(Provided data Opens)
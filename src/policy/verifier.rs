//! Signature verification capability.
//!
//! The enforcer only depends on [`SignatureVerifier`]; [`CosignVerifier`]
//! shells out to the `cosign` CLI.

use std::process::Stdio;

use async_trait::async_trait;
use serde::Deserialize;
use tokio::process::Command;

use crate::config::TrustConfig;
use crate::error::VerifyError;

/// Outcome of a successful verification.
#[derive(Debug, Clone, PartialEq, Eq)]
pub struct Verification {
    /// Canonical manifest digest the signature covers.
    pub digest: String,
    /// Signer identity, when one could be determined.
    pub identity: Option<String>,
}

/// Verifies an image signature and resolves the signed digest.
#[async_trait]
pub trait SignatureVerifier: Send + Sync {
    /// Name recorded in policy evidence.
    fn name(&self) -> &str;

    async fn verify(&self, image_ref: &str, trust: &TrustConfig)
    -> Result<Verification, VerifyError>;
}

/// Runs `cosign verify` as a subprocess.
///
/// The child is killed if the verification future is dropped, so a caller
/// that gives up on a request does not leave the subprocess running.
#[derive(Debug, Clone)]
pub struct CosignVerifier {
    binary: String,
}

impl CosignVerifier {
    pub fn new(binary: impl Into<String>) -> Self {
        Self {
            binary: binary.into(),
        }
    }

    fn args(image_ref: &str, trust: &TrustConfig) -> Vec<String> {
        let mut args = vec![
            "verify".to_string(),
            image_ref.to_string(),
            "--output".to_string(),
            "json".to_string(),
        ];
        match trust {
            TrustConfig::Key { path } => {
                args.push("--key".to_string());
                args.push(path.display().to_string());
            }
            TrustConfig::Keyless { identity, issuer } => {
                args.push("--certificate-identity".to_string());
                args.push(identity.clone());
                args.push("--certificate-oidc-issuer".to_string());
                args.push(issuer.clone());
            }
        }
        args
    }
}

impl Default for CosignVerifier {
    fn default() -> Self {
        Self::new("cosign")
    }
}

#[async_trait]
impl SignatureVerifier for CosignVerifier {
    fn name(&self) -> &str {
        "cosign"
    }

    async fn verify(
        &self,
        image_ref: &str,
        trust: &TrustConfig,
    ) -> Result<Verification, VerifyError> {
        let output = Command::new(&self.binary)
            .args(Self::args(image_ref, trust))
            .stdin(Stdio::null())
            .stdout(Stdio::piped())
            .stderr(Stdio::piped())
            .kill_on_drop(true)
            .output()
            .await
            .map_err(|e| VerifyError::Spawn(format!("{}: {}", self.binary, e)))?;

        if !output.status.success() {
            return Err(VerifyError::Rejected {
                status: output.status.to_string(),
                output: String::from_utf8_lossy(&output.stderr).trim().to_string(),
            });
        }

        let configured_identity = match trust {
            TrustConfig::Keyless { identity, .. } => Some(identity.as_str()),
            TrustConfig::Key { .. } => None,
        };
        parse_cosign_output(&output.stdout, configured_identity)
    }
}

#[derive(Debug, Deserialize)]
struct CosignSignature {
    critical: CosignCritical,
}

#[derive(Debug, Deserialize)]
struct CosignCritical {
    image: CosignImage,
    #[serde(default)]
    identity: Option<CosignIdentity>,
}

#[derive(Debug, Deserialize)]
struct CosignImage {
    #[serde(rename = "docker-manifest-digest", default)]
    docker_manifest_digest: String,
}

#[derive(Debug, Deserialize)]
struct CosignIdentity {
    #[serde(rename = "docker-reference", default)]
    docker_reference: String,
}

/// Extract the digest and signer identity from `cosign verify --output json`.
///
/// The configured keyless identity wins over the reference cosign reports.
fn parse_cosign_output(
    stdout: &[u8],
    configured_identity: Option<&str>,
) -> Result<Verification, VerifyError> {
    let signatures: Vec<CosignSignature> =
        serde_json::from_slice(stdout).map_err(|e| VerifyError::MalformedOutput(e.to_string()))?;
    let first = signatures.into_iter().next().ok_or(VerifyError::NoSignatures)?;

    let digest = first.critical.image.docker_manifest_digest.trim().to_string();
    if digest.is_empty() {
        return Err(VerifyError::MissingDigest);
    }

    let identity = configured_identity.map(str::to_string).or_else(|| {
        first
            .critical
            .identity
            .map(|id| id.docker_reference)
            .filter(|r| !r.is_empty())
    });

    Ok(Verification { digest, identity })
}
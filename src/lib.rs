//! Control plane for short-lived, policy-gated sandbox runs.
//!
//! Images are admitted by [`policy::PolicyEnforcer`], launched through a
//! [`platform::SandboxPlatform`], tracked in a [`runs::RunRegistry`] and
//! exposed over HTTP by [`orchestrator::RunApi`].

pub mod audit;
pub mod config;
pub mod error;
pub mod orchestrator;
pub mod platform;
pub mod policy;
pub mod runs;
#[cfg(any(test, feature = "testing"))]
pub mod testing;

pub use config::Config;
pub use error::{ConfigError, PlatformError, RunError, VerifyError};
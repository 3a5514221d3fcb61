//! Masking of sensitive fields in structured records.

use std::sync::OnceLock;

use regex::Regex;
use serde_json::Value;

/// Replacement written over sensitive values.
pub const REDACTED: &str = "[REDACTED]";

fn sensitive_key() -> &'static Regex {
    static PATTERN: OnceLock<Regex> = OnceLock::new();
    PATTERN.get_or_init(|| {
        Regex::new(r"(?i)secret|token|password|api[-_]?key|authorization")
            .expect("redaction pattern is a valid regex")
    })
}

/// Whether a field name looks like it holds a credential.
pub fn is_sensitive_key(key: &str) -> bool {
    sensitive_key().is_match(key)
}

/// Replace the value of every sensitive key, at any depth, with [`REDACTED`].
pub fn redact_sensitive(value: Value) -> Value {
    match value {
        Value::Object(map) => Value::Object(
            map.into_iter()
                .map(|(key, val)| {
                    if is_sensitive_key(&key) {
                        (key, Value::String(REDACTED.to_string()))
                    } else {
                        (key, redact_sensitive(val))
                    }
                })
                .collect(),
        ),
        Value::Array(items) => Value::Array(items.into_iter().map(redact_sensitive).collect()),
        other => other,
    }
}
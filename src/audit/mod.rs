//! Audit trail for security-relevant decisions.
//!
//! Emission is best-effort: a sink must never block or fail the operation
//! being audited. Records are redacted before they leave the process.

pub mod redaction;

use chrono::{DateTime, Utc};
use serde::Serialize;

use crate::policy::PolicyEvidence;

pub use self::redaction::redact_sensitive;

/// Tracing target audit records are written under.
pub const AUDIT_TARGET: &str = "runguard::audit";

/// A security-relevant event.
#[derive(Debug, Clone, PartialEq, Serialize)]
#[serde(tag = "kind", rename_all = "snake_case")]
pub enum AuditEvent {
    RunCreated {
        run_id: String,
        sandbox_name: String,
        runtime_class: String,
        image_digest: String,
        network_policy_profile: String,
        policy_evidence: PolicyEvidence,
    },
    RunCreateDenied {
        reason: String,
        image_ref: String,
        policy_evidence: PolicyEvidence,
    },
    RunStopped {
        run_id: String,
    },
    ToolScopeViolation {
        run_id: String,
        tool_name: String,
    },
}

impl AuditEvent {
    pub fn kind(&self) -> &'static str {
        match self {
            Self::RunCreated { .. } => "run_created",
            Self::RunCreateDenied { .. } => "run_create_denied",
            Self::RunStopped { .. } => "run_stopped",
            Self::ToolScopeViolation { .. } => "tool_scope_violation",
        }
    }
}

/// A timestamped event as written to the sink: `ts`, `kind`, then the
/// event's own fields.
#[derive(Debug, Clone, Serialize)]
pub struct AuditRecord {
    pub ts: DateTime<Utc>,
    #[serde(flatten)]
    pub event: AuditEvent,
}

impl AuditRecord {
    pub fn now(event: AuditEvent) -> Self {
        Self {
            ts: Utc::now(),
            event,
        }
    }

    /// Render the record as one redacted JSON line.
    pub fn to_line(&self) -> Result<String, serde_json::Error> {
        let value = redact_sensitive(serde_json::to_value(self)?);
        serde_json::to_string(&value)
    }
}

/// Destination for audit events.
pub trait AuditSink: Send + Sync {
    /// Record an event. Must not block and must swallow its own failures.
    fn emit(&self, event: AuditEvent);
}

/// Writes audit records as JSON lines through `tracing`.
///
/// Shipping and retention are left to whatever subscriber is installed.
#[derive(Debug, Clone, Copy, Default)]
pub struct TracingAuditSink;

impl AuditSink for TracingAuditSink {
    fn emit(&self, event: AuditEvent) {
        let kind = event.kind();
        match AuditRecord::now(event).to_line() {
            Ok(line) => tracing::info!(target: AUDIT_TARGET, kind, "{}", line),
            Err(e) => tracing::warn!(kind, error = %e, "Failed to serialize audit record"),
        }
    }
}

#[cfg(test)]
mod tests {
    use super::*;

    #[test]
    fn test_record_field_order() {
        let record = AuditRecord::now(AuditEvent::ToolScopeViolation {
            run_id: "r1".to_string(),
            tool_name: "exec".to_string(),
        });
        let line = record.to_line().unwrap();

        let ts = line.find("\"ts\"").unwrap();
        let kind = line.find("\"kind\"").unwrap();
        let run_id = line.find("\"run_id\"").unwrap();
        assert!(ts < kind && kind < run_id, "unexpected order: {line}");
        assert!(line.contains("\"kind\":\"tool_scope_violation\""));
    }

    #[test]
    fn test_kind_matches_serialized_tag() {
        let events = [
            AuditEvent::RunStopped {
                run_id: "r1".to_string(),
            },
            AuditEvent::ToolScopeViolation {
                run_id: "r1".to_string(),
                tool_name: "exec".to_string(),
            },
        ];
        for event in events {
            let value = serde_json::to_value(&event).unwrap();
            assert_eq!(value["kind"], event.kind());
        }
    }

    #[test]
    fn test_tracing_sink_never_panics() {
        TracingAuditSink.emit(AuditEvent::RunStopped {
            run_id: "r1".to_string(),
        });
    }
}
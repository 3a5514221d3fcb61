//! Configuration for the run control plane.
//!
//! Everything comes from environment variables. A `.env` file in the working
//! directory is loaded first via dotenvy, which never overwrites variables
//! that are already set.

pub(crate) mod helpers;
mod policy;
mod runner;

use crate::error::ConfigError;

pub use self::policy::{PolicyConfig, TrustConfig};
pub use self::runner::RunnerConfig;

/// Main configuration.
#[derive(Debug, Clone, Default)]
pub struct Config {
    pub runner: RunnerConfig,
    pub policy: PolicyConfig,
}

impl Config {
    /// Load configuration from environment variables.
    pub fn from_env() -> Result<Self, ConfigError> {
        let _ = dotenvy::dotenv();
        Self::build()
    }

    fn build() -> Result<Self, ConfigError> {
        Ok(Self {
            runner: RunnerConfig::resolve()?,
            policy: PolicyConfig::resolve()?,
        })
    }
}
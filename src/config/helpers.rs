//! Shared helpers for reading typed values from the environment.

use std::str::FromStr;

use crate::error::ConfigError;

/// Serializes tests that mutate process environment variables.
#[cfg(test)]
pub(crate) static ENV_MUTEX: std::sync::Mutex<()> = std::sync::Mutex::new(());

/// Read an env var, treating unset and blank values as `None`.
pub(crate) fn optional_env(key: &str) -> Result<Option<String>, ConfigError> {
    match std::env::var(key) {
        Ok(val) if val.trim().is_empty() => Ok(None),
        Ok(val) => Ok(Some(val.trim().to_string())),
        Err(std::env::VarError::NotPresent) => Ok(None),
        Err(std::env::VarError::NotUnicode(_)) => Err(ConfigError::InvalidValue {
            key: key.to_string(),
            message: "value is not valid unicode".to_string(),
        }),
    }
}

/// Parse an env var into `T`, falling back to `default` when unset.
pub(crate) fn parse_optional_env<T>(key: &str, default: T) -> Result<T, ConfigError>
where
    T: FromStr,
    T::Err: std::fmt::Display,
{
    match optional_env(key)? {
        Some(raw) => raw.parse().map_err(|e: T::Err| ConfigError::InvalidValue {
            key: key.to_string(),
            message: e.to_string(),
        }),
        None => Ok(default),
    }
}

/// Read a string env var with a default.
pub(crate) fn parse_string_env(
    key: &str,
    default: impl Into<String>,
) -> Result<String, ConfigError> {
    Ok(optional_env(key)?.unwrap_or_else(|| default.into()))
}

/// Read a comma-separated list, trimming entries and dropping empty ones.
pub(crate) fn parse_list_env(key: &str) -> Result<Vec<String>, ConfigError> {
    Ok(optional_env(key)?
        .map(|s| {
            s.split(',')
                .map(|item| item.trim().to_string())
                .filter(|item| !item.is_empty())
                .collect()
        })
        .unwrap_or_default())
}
(Provided data Closes)
What you will do >> Give back the lines of the data exactly as they are written, from the first line through the line containing "a successful verification.".

Result of the task >>
filename src/policy/verifier.rs
//! Signature verification capability.
//!
//! The enforcer only depends on [`SignatureVerifier`]; [`CosignVerifier`]
//! shells out to the `cosign` CLI.

use std::process::Stdio;

use async_trait::async_trait;
use serde::Deserialize;
use tokio::process::Command;

use crate::config::TrustConfig;
use crate::error::VerifyError;

/// Outcome of a successful verification.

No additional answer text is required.